When releasing an app, banks and payment service providers should consider the risks of their app being reversed or hijacked by malware. The first task, according to https://www.appdome.com is to educate their customers:

Customers should always install software updates;

Customers should never install files from links in SMS;

Customers should never disable Android’s built-in security which prevents the installation of apps downloaded from unknown sources;

Customers should not root or “jailbreak” their tablets or phones.

But this is far from enough to create strong security for their mobile applications. Hackers are malicious by nature and will always find a loophole in the system. Mobile operating systems are inherently vulnerable and require additional security

Banking apps cannot rely solely on the security features of mobile operating systems and Android is the primary target of attacks in the mobile space.

But Payment Services Directive 2 (PSD2) allows mobile banking to use third-party apps and possibly social websites. As a result, developers may be forced to use potentially insecure remote APIs, which opens the door to additional threats. For example, the API that connects the mobile phone app to the third-party server could be reverse-engineered and attacked by hackers. The cryptographic key used by the API could also be found in the code of the mobile application and could be exploited by criminals. Additional application-specific defense mechanisms can help protect applications in such cases.

Big companies like Google or Apple seem unable to completely prevent the distribution of fake apps through their secure online stores, Google Play and Apple Store. These fake apps can take partial or even full control of the mobile phone, steal data and impact other banking apps installed on the same phone or tablet.

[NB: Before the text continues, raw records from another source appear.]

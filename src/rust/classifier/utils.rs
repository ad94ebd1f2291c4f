use ndarray::{Array1, ArrayView2, Axis};

pub(crate) fn normalize_vector(vec: &Array1<f32>) -> Array1<f32> {
    let norm: f32 = vec.iter().map(|&x| x * x).sum::<f32>().sqrt();
    if norm > 1e-10 {
        vec / norm
    } else {
        Array1::zeros(vec.len())
    }
}

/// Averages the token embeddings (`[seq, hidden]`) whose mask entry is non-zero.
pub(crate) fn mean_pool(token_embeddings: ArrayView2<f32>, attention_mask: &[u32]) -> Array1<f32> {
    let hidden = token_embeddings.len_of(Axis(1));
    let mut sum = Array1::<f32>::zeros(hidden);
    let mut count = 0usize;

    for (row, &mask) in token_embeddings.axis_iter(Axis(0)).zip(attention_mask) {
        if mask != 0 {
            sum += &row;
            count += 1;
        }
    }

    if count == 0 {
        sum
    } else {
        sum / count as f32
    }
}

Although there are some cases of apps containing malware that are allowed to be published on official app stores, app stores are still a much safer place than sideloading apps from sources. unknown. The risk of side apps is low on iOS if the device has not been jailbroken.

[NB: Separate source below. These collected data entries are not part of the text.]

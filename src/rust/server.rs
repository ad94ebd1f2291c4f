//! Demo web form in front of a loaded [`SentimentClassifier`].
//!
//! A single text box posts to `/` and the prediction is rendered back as
//! `LABEL (score)`. The same inference is exposed as JSON on `/api/predict`.
//! Requests are answered one at a time.

use std::net::SocketAddr;
use std::sync::Arc;

use axum::extract::{Form, State};
use axum::http::StatusCode;
use axum::response::{Html, IntoResponse, Response};
use axum::routing::{get, post};
use axum::{Json, Router};
use serde::{Deserialize, Serialize};
use tokio::sync::{oneshot, Semaphore};
use tokio::task::JoinHandle;

use crate::classifier::SentimentClassifier;
use crate::error::{Result, SentimentError};
use crate::sentiment::Prediction;

pub const DEFAULT_ADDR: &str = "127.0.0.1:7860";

#[derive(Debug, Clone)]
pub struct ServerConfig {
    pub addr: SocketAddr,
    pub title: String,
}

impl Default for ServerConfig {
    fn default() -> Self {
        Self {
            addr: SocketAddr::from(([127, 0, 0, 1], 7860)),
            title: "Movie review sentiment".to_string(),
        }
    }
}

#[derive(Clone)]
pub struct AppState {
    classifier: Arc<SentimentClassifier>,
    /// Single permit: inference requests are processed sequentially
    permit: Arc<Semaphore>,
    title: Arc<str>,
}

impl AppState {
    pub fn new(classifier: Arc<SentimentClassifier>, title: &str) -> Self {
        Self {
            classifier,
            permit: Arc::new(Semaphore::new(1)),
            title: Arc::from(title),
        }
    }

    async fn predict(&self, text: String) -> Result<Prediction, ApiError> {
        let _permit = self
            .permit
            .clone()
            .acquire_owned()
            .await
            .map_err(|_| ApiError::Unavailable)?;

        let classifier = Arc::clone(&self.classifier);
        tokio::task::spawn_blocking(move || classifier.predict(&text))
            .await
            .map_err(|e| ApiError::Inference(SentimentError::ServerError(e.to_string())))?
            .map_err(ApiError::Inference)
    }
}

#[derive(Debug, Deserialize)]
pub struct PredictRequest {
    pub text: String,
}

#[derive(Debug, Serialize)]
struct HealthResponse {
    status: &'static str,
    encoder: String,
}

#[derive(Debug)]
pub enum ApiError {
    Inference(SentimentError),
    Unavailable,
}

impl IntoResponse for ApiError {
    fn into_response(self) -> Response {
        let (status, message) = match self {
            ApiError::Inference(err) => {
                log::error!("Inference failed: {}", err);
                (StatusCode::INTERNAL_SERVER_ERROR, err.to_string())
            }
            ApiError::Unavailable => (StatusCode::SERVICE_UNAVAILABLE, "Server is shutting down".to_string()),
        };
        (status, Json(serde_json::json!({ "error": message }))).into_response()
    }
}

pub fn build_router(state: AppState) -> Router {
    Router::new()
        .route("/", get(form_handler).post(submit_handler))
        .route("/api/predict", post(api_predict_handler))
        .route("/health", get(health_handler))
        .with_state(state)
}

async fn form_handler(State(state): State<AppState>) -> Html<String> {
    Html(render_page(&state.title, "", None))
}

async fn submit_handler(
    State(state): State<AppState>,
    Form(request): Form<PredictRequest>,
) -> Result<Html<String>, ApiError> {
    let text = request.text;
    let prediction = state.predict(text.clone()).await?;
    log::debug!("Form prediction: {} ({:.4})", prediction.label, prediction.score);
    Ok(Html(render_page(&state.title, &text, Some(&prediction))))
}

async fn api_predict_handler(
    State(state): State<AppState>,
    Json(request): Json<PredictRequest>,
) -> Result<Json<Prediction>, ApiError> {
    Ok(Json(state.predict(request.text).await?))
}

async fn health_handler(State(state): State<AppState>) -> Json<HealthResponse> {
    Json(HealthResponse {
        status: "ok",
        encoder: state.classifier.encoder().name().to_string(),
    })
}

fn render_page(title: &str, text: &str, prediction: Option<&Prediction>) -> String {
    let output = prediction
        .map(|p| format!("{} ({:.4})", p.label, p.score))
        .unwrap_or_default();
    format!(
        r#"<!DOCTYPE html>
<html>
<head><meta charset="utf-8"><title>{title}</title></head>
<body>
<h1>{title}</h1>
<form method="post" action="/">
<textarea name="text" rows="4" cols="60">{text}</textarea>
<br><button type="submit">Submit</button>
</form>
<output id="prediction">{output}</output>
</body>
</html>
"#,
        title = escape_html(title),
        text = escape_html(text),
        output = escape_html(&output),
    )
}

fn escape_html(input: &str) -> String {
    let mut escaped = String::with_capacity(input.len());
    for c in input.chars() {
        match c {
            '&' => escaped.push_str("&amp;"),
            '<' => escaped.push_str("&lt;"),
            '>' => escaped.push_str("&gt;"),
            '"' => escaped.push_str("&quot;"),
            '\'' => escaped.push_str("&#39;"),
            _ => escaped.push(c),
        }
    }
    escaped
}

/// Entry point for starting the demo.
pub struct DemoServer;

impl DemoServer {
    /// Binds `config.addr` and serves the demo in a background task.
    ///
    /// Port 0 picks a free port; the bound address is on the handle.
    pub async fn launch(classifier: Arc<SentimentClassifier>, config: ServerConfig) -> Result<DemoHandle> {
        let listener = tokio::net::TcpListener::bind(config.addr)
            .await
            .map_err(|e| SentimentError::ServerError(format!("Failed to bind {}: {}", config.addr, e)))?;
        let local_addr = listener.local_addr()?;

        let app = build_router(AppState::new(classifier, &config.title));
        let (shutdown_tx, shutdown_rx) = oneshot::channel::<()>();
        let task = tokio::spawn(async move {
            axum::serve(listener, app)
                .with_graceful_shutdown(async move {
                    let _ = shutdown_rx.await;
                })
                .await
        });

        log::info!("Demo server listening on http://{}", local_addr);
        Ok(DemoHandle {
            local_addr,
            shutdown: Some(shutdown_tx),
            task,
        })
    }
}

/// A running demo server. Dropping the handle without calling
/// [`DemoHandle::close`] also stops the server once in-flight requests finish.
pub struct DemoHandle {
    local_addr: SocketAddr,
    shutdown: Option<oneshot::Sender<()>>,
    task: JoinHandle<std::io::Result<()>>,
}

impl DemoHandle {
    pub fn local_addr(&self) -> SocketAddr {
        self.local_addr
    }

    pub fn url(&self) -> String {
        format!("http://{}", self.local_addr)
    }

    /// Stops accepting connections and waits for the server task to finish.
    pub async fn close(mut self) -> Result<()> {
        if let Some(tx) = self.shutdown.take() {
            let _ = tx.send(());
        }
        let served = (&mut self.task)
            .await
            .map_err(|e| SentimentError::ServerError(e.to_string()))?;
        served.map_err(|e| SentimentError::ServerError(e.to_string()))?;
        log::info!("Demo server on {} closed", self.local_addr);
        Ok(())
    }
}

Recommended security model to protect mobile banking applications against all mobile banking Trojans

As most security professionals will say, there is no silver bullet when it comes to security. The only good security model is a layered security model. As such, the recommended solution to protect banking apps against all mobile banking Trojans is a layered defense. First, the application must be protected against all attempts to analyze static code so that the fraudster cannot learn the logic of the application. Next, the application must be protected against attempts to analyze dynamic code. To do this effectively, the application must have a layered runtime defense starting with self-defending application shielding to protect the application against debugging, tampering, and reverse engineering attempts. Next, developers must protect all data stored in the sandbox as well as in application code with AES-256 encryption. Developers should prevent the app from running on devices with a compromised operating system; usually jailbroken or rooted devices. And the final step to prevent hackers and fraudsters from learning how the app works is to ensure secure communication between the app and the mobile back-end and protect against network-based attacks such as Man-in-the-Middle attacks.

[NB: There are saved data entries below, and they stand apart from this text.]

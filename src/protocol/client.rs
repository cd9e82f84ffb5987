//! Client side of the license protocol.

use super::models::{Licensee, PublishRequest, PublisherResponse, ERROR_HEADER, INVARIANT_CULTURE};
use crate::component::Version;
use crate::crypto::rsa::RsaKey;
use crate::license::{verify_signed_license, LicenseKey};
use crate::LicentiaError;
use tracing::{debug, warn};

/// Carries a publish request to a publisher and returns its raw,
/// still encrypted answer.
pub trait PublisherTransport: Send + Sync {
    /// Send `request` and return the response text.
    fn publish(&self, request: &PublishRequest) -> Result<String, LicentiaError>;
}

/// Requests licenses from a publisher and verifies what comes back.
pub struct LicenseClient<T> {
    transport: T,
    public_key: RsaKey,
    culture: i32,
}

impl<T: PublisherTransport> LicenseClient<T> {
    /// Client talking through `transport` to the publisher whose public key
    /// is `public_key_xml`.
    ///
    /// Private parameters in the XML are discarded.
    pub fn new(transport: T, public_key_xml: &str) -> Result<Self, LicentiaError> {
        if public_key_xml.trim().is_empty() {
            return Err(LicentiaError::ConfigError(
                "publisher public key cannot be empty".to_string(),
            ));
        }
        let public_key = RsaKey::from_xml(public_key_xml)?.public_key();
        Ok(Self {
            transport,
            public_key,
            culture: INVARIANT_CULTURE,
        })
    }

    /// Send `lcid` as the requesting culture.
    pub fn with_culture(mut self, lcid: i32) -> Self {
        self.culture = lcid;
        self
    }

    /// The transport.
    pub fn transport(&self) -> &T {
        &self.transport
    }

    /// Ask the publisher for a license.
    ///
    /// A refusal is returned as [`PublisherResponse::Error`]. A granted
    /// license is signature-checked before it is returned.
    ///
    /// # Errors
    /// - `Transport` - the publisher could not be reached
    /// - `CipherError` / `EncodingError` - the response was not encrypted
    ///   under `license_key`
    /// - `SignatureInvalid` - the license was not signed by the publisher
    pub fn get_license(
        &self,
        product: &str,
        version: Version,
        license_key: &LicenseKey,
        category: &str,
        licensee: &Licensee,
    ) -> Result<PublisherResponse, LicentiaError> {
        let request = PublishRequest {
            culture: self.culture,
            product: product.to_string(),
            version: version.to_string(),
            encrypted_license_key: license_key.encrypt_for(&self.public_key)?,
            category: category.to_string(),
            name: licensee.name.clone(),
            company: licensee.company.clone(),
            email: licensee.email.clone(),
            data: licensee.data.clone(),
        };

        debug!(product, version = %version, category, "Requesting license");
        let encrypted = self.transport.publish(&request)?;
        let response = license_key.decrypt(&encrypted)?;

        if let Some(message) = response.strip_prefix(ERROR_HEADER) {
            warn!(product, reason = message, "Publisher refused license");
            return Ok(PublisherResponse::Error(message.to_string()));
        }

        let license = verify_signed_license(&self.public_key, &response)?;
        debug!(product, license_id = license.id(), "Verified issued license");
        Ok(PublisherResponse::License(license))
    }
}

#[cfg(test)]
mod tests {
    use super::*;
    use crate::crypto::signing::sign_document;

    const VENDOR_PRIVATE: &str = include_str!("../../tests/fixtures/vendor_private.xml");
    const OTHER_PRIVATE: &str = include_str!("../../tests/fixtures/other_private.xml");

    /// Replies with fixed plaintext, encrypted under the requested key.
    struct Canned {
        reply: String,
        key: LicenseKey,
    }

    impl PublisherTransport for Canned {
        fn publish(&self, request: &PublishRequest) -> Result<String, LicentiaError> {
            assert_eq!(request.culture, 1031);
            self.key.encrypt(&self.reply)
        }
    }

    struct Offline;

    impl PublisherTransport for Offline {
        fn publish(&self, _request: &PublishRequest) -> Result<String, LicentiaError> {
            Err(LicentiaError::Transport("connection refused".into()))
        }
    }

    fn client(reply: String, key: &LicenseKey) -> LicenseClient<Canned> {
        let transport = Canned {
            reply,
            key: key.clone(),
        };
        LicenseClient::new(transport, VENDOR_PRIVATE)
            .unwrap()
            .with_culture(1031)
    }

    fn document(signer: &str) -> String {
        let key = RsaKey::from_xml(signer).unwrap();
        sign_document(&key, r#"{"kind":"unrestricted","id":"lic-9","items":[]}"#).unwrap()
    }

    #[test]
    fn test_granted_license_verified() {
        let key = LicenseKey::generate();
        let response = client(document(VENDOR_PRIVATE), &key)
            .get_license("Acme Grid", Version::new(1, 0, 0, 0), &key, "Standard", &Licensee::default())
            .unwrap();
        assert_eq!(response.license().unwrap().id(), "lic-9");
    }

    #[test]
    fn test_refusal_returned_as_data() {
        let key = LicenseKey::generate();
        let response = client("Error:Key revoked".to_string(), &key)
            .get_license("Acme Grid", Version::new(1, 0, 0, 0), &key, "Standard", &Licensee::default())
            .unwrap();
        assert_eq!(response.error_message(), Some("Key revoked"));
    }

    #[test]
    fn test_license_from_other_signer_rejected() {
        let key = LicenseKey::generate();
        let result = client(document(OTHER_PRIVATE), &key).get_license(
            "Acme Grid",
            Version::new(1, 0, 0, 0),
            &key,
            "Standard",
            &Licensee::default(),
        );
        assert!(matches!(result, Err(LicentiaError::SignatureInvalid)));
    }

    #[test]
    fn test_transport_error_propagates() {
        let client = LicenseClient::new(Offline, VENDOR_PRIVATE).unwrap();
        let result = client.get_license(
            "Acme Grid",
            Version::new(1, 0, 0, 0),
            &LicenseKey::empty(),
            "Evaluation",
            &Licensee::default(),
        );
        assert!(matches!(result, Err(LicentiaError::Transport(_))));
    }

    #[test]
    fn test_empty_public_key_rejected() {
        assert!(matches!(
            LicenseClient::new(Offline, "  "),
            Err(LicentiaError::ConfigError(_))
        ));
    }
}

Once you have stopped a hacker from using static and dynamic analysis against the application, the developer must stop the scammers fromm use malware to defraud victims (mobile banking app users). Again, a good defense is a layered defense. For starters, the banking app must be able to detect any app on the device that has too many Accessibility Services permissions. This abuse of the AccessisibiltyServices API is common to all Trojans and RATs. Also, the app should stop the use of custom keyboards which may include keylogger software used to exfiltrate keystroke information and detect and prevent screen overlay attacks from displaying a fake screen on top of the app screen.

Finally, fraudsters regularly abuse powerful developer tools to attack mobile banking apps. Experts said mobile app developers should detect and block the use of Android Debug Bridge, Magisk Manager, and Frida.

Additional information from www.appdome.com and www.cryptomathic.com.